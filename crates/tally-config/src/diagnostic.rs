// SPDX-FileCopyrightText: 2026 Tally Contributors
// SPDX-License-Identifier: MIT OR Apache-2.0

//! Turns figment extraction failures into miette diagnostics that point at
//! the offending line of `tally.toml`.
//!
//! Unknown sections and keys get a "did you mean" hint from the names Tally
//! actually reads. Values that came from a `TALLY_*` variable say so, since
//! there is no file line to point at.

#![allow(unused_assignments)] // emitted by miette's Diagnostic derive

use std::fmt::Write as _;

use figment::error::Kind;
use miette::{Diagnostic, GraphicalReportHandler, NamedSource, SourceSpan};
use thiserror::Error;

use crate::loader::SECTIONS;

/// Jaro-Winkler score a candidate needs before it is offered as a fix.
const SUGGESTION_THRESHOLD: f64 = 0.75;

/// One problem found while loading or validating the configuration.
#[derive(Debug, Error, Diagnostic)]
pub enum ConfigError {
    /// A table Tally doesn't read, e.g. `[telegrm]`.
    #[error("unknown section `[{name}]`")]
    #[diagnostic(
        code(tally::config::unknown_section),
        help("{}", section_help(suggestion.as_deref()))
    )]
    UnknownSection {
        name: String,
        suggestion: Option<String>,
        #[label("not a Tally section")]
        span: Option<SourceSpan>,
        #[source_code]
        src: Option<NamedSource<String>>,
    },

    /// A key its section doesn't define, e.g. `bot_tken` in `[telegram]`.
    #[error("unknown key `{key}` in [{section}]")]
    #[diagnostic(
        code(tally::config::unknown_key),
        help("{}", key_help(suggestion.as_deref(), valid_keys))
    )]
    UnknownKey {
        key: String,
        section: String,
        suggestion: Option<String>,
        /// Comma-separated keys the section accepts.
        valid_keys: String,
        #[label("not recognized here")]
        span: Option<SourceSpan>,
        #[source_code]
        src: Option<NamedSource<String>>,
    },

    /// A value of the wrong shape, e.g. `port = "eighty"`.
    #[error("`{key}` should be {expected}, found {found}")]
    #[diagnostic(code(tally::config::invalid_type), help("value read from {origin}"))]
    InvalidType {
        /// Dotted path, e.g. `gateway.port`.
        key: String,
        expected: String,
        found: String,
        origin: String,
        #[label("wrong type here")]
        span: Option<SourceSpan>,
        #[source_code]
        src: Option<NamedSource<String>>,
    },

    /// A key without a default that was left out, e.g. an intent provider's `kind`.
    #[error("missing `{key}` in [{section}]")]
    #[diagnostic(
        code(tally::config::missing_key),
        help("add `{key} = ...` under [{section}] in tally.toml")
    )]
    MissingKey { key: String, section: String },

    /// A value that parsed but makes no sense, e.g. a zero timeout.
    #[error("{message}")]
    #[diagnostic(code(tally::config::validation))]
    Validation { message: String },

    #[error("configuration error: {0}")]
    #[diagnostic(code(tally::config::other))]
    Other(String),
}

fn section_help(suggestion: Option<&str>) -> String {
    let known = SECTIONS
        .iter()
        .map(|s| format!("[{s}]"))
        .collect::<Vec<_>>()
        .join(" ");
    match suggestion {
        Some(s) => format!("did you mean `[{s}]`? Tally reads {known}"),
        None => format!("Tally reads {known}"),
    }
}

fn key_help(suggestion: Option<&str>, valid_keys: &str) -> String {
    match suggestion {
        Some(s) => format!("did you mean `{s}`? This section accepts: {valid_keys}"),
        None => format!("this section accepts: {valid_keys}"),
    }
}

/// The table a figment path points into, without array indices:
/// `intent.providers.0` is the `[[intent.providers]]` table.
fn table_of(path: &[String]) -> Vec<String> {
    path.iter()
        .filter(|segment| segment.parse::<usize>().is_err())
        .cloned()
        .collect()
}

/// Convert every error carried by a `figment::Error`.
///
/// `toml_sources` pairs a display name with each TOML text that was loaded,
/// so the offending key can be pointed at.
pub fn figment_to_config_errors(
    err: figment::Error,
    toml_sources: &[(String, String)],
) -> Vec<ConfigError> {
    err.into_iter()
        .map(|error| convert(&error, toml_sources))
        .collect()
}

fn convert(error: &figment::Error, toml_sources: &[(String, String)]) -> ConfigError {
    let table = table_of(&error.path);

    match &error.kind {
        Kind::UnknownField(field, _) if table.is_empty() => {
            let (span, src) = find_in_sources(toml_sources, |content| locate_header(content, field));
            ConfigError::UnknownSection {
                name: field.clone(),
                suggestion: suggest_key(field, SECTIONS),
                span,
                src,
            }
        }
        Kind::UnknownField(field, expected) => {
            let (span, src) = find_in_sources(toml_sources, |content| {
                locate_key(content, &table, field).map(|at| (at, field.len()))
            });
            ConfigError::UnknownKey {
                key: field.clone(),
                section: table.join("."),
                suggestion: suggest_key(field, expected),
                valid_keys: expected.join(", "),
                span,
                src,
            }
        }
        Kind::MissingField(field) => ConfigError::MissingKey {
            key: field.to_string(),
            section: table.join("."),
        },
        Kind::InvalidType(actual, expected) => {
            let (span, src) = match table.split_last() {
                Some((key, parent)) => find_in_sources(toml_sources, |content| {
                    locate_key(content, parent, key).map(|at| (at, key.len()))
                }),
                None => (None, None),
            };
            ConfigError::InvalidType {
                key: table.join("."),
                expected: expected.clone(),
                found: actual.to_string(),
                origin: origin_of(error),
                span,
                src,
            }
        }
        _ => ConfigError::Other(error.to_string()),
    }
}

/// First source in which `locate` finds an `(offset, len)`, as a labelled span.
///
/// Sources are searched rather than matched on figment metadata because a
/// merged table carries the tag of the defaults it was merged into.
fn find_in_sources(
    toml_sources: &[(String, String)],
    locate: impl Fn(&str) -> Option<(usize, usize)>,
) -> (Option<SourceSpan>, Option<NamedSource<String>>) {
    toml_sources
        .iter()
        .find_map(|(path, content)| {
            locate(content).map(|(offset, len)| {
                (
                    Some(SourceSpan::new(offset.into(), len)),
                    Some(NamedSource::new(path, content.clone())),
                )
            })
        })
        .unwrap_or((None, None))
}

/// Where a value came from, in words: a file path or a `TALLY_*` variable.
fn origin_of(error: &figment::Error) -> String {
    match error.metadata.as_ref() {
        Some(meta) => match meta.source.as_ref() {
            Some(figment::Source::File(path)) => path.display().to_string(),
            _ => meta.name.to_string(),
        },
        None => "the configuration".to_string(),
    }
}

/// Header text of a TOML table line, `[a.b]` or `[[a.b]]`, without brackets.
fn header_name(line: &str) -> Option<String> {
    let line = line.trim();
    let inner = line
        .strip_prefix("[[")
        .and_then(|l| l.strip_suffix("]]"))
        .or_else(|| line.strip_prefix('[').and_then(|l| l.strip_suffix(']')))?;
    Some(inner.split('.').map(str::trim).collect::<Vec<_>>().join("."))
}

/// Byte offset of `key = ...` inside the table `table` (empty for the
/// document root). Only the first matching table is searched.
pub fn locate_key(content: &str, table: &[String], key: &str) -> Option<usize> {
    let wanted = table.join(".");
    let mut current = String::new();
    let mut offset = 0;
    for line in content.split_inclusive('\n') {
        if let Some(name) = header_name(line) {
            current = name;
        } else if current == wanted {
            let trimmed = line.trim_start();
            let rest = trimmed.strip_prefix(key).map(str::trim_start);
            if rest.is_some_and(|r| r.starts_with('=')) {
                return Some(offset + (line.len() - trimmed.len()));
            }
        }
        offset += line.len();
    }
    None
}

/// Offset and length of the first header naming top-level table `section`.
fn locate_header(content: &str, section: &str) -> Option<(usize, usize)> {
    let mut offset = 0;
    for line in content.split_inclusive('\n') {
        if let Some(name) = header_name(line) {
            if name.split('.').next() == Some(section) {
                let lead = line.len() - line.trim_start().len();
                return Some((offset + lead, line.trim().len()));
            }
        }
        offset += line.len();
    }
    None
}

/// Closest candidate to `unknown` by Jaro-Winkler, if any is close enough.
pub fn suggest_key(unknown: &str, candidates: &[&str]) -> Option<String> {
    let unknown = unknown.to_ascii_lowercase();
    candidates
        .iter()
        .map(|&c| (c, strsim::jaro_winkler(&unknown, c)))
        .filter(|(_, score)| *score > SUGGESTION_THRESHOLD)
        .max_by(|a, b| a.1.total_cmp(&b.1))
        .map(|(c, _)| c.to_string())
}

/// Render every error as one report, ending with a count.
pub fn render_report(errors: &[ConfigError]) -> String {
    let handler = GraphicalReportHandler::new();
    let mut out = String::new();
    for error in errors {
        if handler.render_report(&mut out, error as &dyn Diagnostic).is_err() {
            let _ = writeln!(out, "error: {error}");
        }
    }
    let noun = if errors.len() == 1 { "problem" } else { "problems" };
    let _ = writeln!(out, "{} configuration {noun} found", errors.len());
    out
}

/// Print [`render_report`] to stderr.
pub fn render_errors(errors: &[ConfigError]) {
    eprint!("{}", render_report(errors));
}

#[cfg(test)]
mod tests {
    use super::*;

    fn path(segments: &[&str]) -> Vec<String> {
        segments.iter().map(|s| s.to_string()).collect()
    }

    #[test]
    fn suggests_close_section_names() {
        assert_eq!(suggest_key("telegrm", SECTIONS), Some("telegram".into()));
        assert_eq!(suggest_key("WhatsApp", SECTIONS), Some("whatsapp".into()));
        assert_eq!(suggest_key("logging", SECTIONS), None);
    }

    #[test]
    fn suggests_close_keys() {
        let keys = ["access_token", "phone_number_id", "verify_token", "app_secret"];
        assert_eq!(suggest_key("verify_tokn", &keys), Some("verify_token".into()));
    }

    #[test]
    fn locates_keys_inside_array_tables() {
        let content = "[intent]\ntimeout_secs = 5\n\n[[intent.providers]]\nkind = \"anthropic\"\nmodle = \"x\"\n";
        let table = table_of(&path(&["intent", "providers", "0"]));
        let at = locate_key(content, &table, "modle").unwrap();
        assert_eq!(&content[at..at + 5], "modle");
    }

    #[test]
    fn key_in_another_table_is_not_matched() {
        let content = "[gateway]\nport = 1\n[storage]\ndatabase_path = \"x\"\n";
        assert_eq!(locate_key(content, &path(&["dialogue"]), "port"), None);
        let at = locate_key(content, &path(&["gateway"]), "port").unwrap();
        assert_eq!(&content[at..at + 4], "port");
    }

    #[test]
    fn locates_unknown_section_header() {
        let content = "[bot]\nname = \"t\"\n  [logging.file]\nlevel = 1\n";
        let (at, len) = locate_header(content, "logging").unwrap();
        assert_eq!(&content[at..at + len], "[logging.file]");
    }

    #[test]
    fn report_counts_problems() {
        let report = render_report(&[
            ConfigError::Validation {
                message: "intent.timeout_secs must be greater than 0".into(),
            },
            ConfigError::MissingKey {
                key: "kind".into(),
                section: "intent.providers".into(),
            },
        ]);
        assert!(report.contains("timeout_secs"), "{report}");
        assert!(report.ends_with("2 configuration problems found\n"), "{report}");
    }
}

★ ★ ★ ★

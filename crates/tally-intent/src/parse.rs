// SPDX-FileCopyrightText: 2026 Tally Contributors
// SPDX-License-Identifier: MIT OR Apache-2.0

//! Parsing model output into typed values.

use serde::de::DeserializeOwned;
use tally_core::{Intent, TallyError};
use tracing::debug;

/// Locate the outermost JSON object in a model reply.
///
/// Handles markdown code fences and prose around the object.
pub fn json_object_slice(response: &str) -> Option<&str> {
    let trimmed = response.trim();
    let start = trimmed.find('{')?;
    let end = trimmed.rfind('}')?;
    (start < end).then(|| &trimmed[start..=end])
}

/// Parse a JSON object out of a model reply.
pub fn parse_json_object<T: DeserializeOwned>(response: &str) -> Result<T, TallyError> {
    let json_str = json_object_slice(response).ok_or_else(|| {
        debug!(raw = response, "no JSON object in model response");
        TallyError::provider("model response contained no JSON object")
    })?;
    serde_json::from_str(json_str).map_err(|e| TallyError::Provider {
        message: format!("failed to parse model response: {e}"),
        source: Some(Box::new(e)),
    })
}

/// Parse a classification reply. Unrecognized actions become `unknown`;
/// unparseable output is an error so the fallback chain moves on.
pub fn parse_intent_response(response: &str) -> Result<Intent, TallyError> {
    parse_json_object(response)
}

★ ★ ★ ★

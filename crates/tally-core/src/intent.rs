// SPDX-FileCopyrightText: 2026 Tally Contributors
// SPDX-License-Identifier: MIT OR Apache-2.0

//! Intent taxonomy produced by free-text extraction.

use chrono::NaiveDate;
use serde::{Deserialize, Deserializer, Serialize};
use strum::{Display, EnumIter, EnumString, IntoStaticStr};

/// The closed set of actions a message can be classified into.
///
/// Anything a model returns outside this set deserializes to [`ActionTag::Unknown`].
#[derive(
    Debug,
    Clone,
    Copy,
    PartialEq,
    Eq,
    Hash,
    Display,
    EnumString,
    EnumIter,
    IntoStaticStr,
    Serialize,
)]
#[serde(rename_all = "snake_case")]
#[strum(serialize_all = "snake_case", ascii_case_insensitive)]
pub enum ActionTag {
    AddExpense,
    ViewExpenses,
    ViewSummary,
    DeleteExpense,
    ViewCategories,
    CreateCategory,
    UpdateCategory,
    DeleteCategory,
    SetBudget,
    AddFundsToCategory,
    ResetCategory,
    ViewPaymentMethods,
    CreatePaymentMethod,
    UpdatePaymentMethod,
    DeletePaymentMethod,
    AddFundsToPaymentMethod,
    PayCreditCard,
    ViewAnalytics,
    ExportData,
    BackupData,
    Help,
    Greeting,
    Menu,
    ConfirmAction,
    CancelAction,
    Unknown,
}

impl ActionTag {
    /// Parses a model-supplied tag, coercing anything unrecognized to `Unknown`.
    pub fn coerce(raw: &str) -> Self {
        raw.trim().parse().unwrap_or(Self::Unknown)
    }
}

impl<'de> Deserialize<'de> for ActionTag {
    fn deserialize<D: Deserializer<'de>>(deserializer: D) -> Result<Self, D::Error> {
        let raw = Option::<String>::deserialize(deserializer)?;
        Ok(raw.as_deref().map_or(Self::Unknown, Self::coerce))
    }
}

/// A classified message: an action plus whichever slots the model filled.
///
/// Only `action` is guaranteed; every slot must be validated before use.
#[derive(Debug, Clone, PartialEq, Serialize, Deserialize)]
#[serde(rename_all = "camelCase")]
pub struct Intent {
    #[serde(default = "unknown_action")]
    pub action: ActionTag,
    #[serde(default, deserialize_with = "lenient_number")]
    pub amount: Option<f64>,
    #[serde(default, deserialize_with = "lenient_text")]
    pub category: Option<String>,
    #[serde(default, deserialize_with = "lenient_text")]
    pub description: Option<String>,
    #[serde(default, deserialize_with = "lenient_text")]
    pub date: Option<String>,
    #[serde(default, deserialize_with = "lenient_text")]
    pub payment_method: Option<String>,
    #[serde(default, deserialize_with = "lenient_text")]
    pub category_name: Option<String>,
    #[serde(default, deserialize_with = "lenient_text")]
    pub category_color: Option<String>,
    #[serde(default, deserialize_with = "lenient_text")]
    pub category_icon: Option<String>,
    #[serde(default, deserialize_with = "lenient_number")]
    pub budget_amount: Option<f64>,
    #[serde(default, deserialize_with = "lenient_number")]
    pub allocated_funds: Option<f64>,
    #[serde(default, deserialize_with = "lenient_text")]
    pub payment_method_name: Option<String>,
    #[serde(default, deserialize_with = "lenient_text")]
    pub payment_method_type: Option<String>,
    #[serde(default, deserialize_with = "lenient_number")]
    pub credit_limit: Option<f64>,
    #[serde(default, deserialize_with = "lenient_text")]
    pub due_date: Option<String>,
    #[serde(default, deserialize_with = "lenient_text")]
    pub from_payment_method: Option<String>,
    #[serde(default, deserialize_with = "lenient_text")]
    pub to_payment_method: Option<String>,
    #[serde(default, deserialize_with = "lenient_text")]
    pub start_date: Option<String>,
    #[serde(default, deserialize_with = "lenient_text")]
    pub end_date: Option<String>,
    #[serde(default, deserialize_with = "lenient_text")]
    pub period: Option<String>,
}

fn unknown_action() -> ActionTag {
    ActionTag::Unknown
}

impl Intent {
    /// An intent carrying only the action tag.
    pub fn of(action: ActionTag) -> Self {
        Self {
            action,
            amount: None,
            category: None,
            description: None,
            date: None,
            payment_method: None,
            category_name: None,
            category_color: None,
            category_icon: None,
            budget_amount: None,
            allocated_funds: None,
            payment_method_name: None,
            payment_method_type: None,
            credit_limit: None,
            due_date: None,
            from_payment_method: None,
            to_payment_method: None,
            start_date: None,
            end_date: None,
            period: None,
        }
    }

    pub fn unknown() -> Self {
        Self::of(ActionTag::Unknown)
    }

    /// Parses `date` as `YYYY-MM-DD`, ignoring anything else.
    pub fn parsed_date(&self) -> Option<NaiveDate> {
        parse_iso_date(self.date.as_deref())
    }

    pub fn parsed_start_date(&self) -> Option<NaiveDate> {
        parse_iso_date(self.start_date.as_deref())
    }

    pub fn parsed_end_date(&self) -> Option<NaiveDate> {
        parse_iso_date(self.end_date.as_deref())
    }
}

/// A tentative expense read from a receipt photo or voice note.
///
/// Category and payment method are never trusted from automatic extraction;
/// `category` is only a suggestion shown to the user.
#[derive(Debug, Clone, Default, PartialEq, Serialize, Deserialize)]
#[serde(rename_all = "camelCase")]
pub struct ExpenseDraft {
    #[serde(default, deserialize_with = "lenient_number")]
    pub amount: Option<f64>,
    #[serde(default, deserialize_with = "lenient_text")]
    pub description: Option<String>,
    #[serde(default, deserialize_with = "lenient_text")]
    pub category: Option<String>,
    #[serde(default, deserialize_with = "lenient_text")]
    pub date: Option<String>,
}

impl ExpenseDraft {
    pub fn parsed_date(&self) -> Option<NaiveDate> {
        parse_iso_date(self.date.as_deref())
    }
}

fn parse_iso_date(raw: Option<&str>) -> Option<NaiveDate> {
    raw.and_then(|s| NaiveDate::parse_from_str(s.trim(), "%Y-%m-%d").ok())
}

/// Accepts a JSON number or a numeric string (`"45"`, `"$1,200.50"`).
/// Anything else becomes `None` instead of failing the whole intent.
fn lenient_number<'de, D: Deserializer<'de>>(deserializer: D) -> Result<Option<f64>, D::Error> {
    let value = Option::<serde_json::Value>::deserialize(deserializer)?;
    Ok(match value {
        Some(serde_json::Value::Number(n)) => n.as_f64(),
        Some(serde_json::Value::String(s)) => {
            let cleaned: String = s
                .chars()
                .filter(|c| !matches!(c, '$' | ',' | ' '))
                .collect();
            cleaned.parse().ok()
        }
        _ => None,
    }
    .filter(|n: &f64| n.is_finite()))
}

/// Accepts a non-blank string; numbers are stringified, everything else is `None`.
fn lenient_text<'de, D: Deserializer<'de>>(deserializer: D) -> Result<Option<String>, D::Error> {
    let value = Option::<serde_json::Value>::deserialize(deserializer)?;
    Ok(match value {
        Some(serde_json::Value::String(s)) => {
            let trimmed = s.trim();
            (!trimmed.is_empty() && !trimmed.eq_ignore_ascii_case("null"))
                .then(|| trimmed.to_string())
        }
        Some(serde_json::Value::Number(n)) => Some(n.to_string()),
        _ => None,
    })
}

★ ★ ★ ★

**Task directions**
Reproduce word for word the material above, starting with the line that has "Some((key, parent)) =>" and stopping after the line that has "table is searched.".

**Solution**
                Some((key, parent)) => find_in_sources(toml_sources, |content| {
                    locate_key(content, parent, key).map(|at| (at, key.len()))
                }),
                None => (None, None),
            };
            ConfigError::InvalidType {
                key: table.join("."),
                expected: expected.clone(),
                found: actual.to_string(),
                origin: origin_of(error),
                span,
                src,
            }
        }
        _ => ConfigError::Other(error.to_string()),
    }
}

/// First source in which `locate` finds an `(offset, len)`, as a labelled span.
///
/// Sources are searched rather than matched on figment metadata because a
/// merged table carries the tag of the defaults it was merged into.
fn find_in_sources(
    toml_sources: &[(String, String)],
    locate: impl Fn(&str) -> Option<(usize, usize)>,
) -> (Option<SourceSpan>, Option<NamedSource<String>>) {
    toml_sources
        .iter()
        .find_map(|(path, content)| {
            locate(content).map(|(offset, len)| {
                (
                    Some(SourceSpan::new(offset.into(), len)),
                    Some(NamedSource::new(path, content.clone())),
                )
            })
        })
        .unwrap_or((None, None))
}

/// Where a value came from, in words: a file path or a `TALLY_*` variable.
fn origin_of(error: &figment::Error) -> String {
    match error.metadata.as_ref() {
        Some(meta) => match meta.source.as_ref() {
            Some(figment::Source::File(path)) => path.display().to_string(),
            _ => meta.name.to_string(),
        },
        None => "the configuration".to_string(),
    }
}

/// Header text of a TOML table line, `[a.b]` or `[[a.b]]`, without brackets.
fn header_name(line: &str) -> Option<String> {
    let line = line.trim();
    let inner = line
        .strip_prefix("[[")
        .and_then(|l| l.strip_suffix("]]"))
        .or_else(|| line.strip_prefix('[').and_then(|l| l.strip_suffix(']')))?;
    Some(inner.split('.').map(str::trim).collect::<Vec<_>>().join("."))
}

/// Byte offset of `key = ...` inside the table `table` (empty for the
/// document root). Only the first matching table is searched.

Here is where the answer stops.